Warto jest wprowadzić pewne „rytuały” kojarzące się ze snem i sygnalizujące maluchowi, że przyszła na niego pora. Może to być na przykład kąpiel, mycie ząbków (jeżeli już wyrosły), czytanie książeczki, masaż.
Koniecznie trzeba upewnić się, że zostały zaspokojone wszystkie potrzeby dziecka, czyli nie jest głodne ani spragnione, nie ma mokrej pieluszki, nie jest mu za zimno, za gorąco, niewygodnie, nie ma zatkanego noska.
Zasypiające dziecko powinno mieć zapewniony spokój, nic nie powinno go rozpraszać, przeszkadzać, wzbudzać zainteresowania (od tego jest dzień). Wobec tego musimy zadbać o względną ciszę – brak głośnych rozmów, głośnych dźwięków telewizora, zbyt jasnego światła.
Jeżeli dziecko spokojnie leży i nie płacze, najlepiej zgasić światło i pozwolić mu samemu zasnąć w odpowiednim czasie. Dopiero kiedy bobas się niepokoi i płacze, trzeba szukać metod pomocy w zasypianiu.
U niemowląt, które sprawiają problemy z zasypianiem, warto zastosować dodatkowe „triki”:
Otulanie kocykiem – powinniśmy przetestować w jaki sposób dziecko lubi być przykryte lub opatulone. Często komfortowo czuje się zawinięte (nie za ciasno) razem z rączkami – ale koniecznie należy pamiętać ,żeby nie prostować nóżek. Inne maluchy lubią mieć odkryte stópki w czasie snu.

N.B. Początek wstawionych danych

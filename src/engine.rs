//! SramEngine: публичная поверхность для хоста.
//!
//! Владеет таблицей слотов (MAX_SLOTS), записью autosave, конфигом, часами и
//! (опционально) ControlSurface. Хост создаёт один экземпляр и вызывает poll()
//! с фиксированной частотой. Всё синхронно: каждая операция завершается внутри вызова.
//!
//! Ошибки не пересекают границу: mount -> bool, flush -> FlushOutcome, остальное: no-op.

use log::{debug, error};
use std::path::Path;

use crate::autosave::{AutosaveState, ControlSurface, TriggerControl};
use crate::clock::{Clock, MonotonicClock};
use crate::config::SramConfig;
use crate::consts::MAX_SLOTS;
use crate::flush::{poll_flush, try_flush, FlushOutcome};
use crate::image::SramImage;
use crate::slots::{SlotStatus, SlotTable};

/// What one poll tick did.
#[derive(Debug, Clone, Default, PartialEq, Eq)]
pub struct PollReport {
    pub trigger_fired: bool,
    pub flushed: Vec<(usize, FlushOutcome)>,
}

pub struct SramEngine<C: Clock = MonotonicClock> {
    cfg: SramConfig,
    clock: C,
    slots: SlotTable,
    autosave: AutosaveState,
    controls: Option<Box<dyn ControlSurface>>,
}

impl SramEngine<MonotonicClock> {
    pub fn new(cfg: SramConfig) -> Self {
        Self::with_clock(cfg, MonotonicClock::new())
    }
}

impl<C: Clock> SramEngine<C> {
    pub fn with_clock(cfg: SramConfig, clock: C) -> Self {
        debug!("engine: {}", cfg);
        Self {
            cfg,
            clock,
            slots: SlotTable::new(),
            autosave: AutosaveState::default(),
            controls: None,
        }
    }

    pub fn config(&self) -> &SramConfig {
        &self.cfg
    }

    /// Replace the configuration; in-memory slot/autosave state is reset.
    pub fn set_config(&mut self, cfg: SramConfig) {
        self.cfg = cfg;
        self.reset();
    }

    /// Install the option menu used by the autosave trigger detector.
    pub fn set_controls(&mut self, controls: Box<dyn ControlSurface>) {
        self.controls = Some(controls);
        self.autosave = AutosaveState::default();
    }

    pub fn runtime_enabled(&self) -> bool {
        self.cfg.autosave_enabled
    }

    /// Forget all slots and the cached autosave trigger.
    pub fn reset(&mut self) {
        self.slots.clear();
        self.autosave = AutosaveState::default();
    }

    /// Bind `image` to `slot`, restoring the newest intact snapshot of `save_path`.
    pub fn mount(
        &mut self,
        slot: usize,
        save_path: impl AsRef<Path>,
        preallocated_size: usize,
        image: Box<dyn SramImage>,
    ) -> bool {
        let save_path = save_path.as_ref();
        if !self.runtime_enabled() {
            return false;
        }
        if slot >= MAX_SLOTS || save_path.as_os_str().is_empty() {
            return false;
        }

        match self
            .slots
            .mount(slot, &self.cfg, save_path, preallocated_size, image)
        {
            Ok(r) => {
                debug!("engine: slot {} mounted ({:?})", slot, r);
                true
            }
            Err(e) => {
                error!("engine: slot {} mount failed: {:#}", slot, e);
                false
            }
        }
    }

    /// Clear the slot without flushing. Returns the image that was bound.
    pub fn unmount(&mut self, slot: usize) -> Option<Box<dyn SramImage>> {
        self.slots.unmount(slot)
    }

    pub fn mark_dirty(&mut self, slot: usize) {
        if !self.runtime_enabled() {
            return;
        }
        let now = self.clock.now_ms();
        self.slots.mark_dirty(slot, now, self.cfg.interval_ms());
    }

    /// Immediate flush attempt, ignoring the timer.
    pub fn flush(&mut self, slot: usize) -> FlushOutcome {
        if !self.runtime_enabled() {
            return FlushOutcome::Idle;
        }
        let now = self.clock.now_ms();
        match self.slots.get_mut(slot) {
            Some(state) => try_flush(state, now),
            None => FlushOutcome::Idle,
        }
    }

    /// Periodic tick: autosave trigger, then due flushes.
    pub fn poll(&mut self) -> PollReport {
        if !self.runtime_enabled() {
            return PollReport::default();
        }
        let now = self.clock.now_ms();
        let trigger_fired = self.autosave.poll(
            self.slots.any_enabled(),
            now,
            self.cfg.interval_ms(),
            self.controls.as_deref_mut(),
        );
        let flushed = poll_flush(&mut self.slots, now);
        PollReport {
            trigger_fired,
            flushed,
        }
    }

    /// Host access to a mounted image (the emulated core writes through it).
    pub fn image_mut(&mut self, slot: usize) -> Option<&mut (dyn SramImage + 'static)> {
        self.slots.get_mut(slot)?.image.as_deref_mut()
    }

    pub fn slot_status(&self, slot: usize) -> Option<SlotStatus> {
        self.slots.get(slot).map(|s| s.status())
    }

    pub fn autosave_trigger(&self) -> Option<&TriggerControl> {
        self.autosave.trigger()
    }

    pub fn autosave(&self) -> &AutosaveState {
        &self.autosave
    }
}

Włączanie monotonnego dźwięku, „białego szumu”, odgłos fal, cichutka kołysanka, pluszowy miś z bijącym sercem. Te odgłosy przypominają niemowlęciu dźwięki, jakie słyszało w brzuchu mamy, więc kojarzą się z bezpieczeństwem.
Dziecko jest przyzwyczajone do zapachu mamy, więc niekiedy ułożenie w łóżeczku, na przykład, maminej apaszki, uspokaja je, a przez to pomaga zasypiać. Pamiętajmy, żeby element garderoby umieszczony w łóżeczku nie miał żadnych twardych lub łatwych do oderwania części.
Kołysanie w kołysce lub wożenie w wózku – to również przywołuje skojarzenia z życiem płodowym, kiedy mama się poruszała, a dziecko odczuwało delikatne drgania. Stąd czasami nieruchomo stojące łóżeczko budzi w maluchu obawy.
Z kolei u trochę starszych dzieci warto zwrócić uwagę, żeby nie były zbyt podekscytowane i poddenerwowane kładąc się spać. Spróbujmy ustalić plan dnia tak, żeby przez około godzinę przed położeniem do łóżka dziecko się nie bawiło ani nie oglądało telewizji. Te czynności potrafią bardzo zainteresować i przez to maluch, nawet świadomie, będzie starał się nie spać, żeby tylko móc kontynuować przerwaną czynność. Z drugiej strony gdy robiło coś absorbującego do ostatniego momentu przez snem, będzie później o tym rozmyślać, przez co również nie zaśnie.
W ciągu dnia musimy zadbać o właściwy poziom ruchu i świeżego powietrza naszej pociechy. Dzięki temu malec będzie odpowiednio zmęczony i dotleniony wieczorem, co pozytywnie wpłynie na zasypianie i zdrowy sen przez całą noc.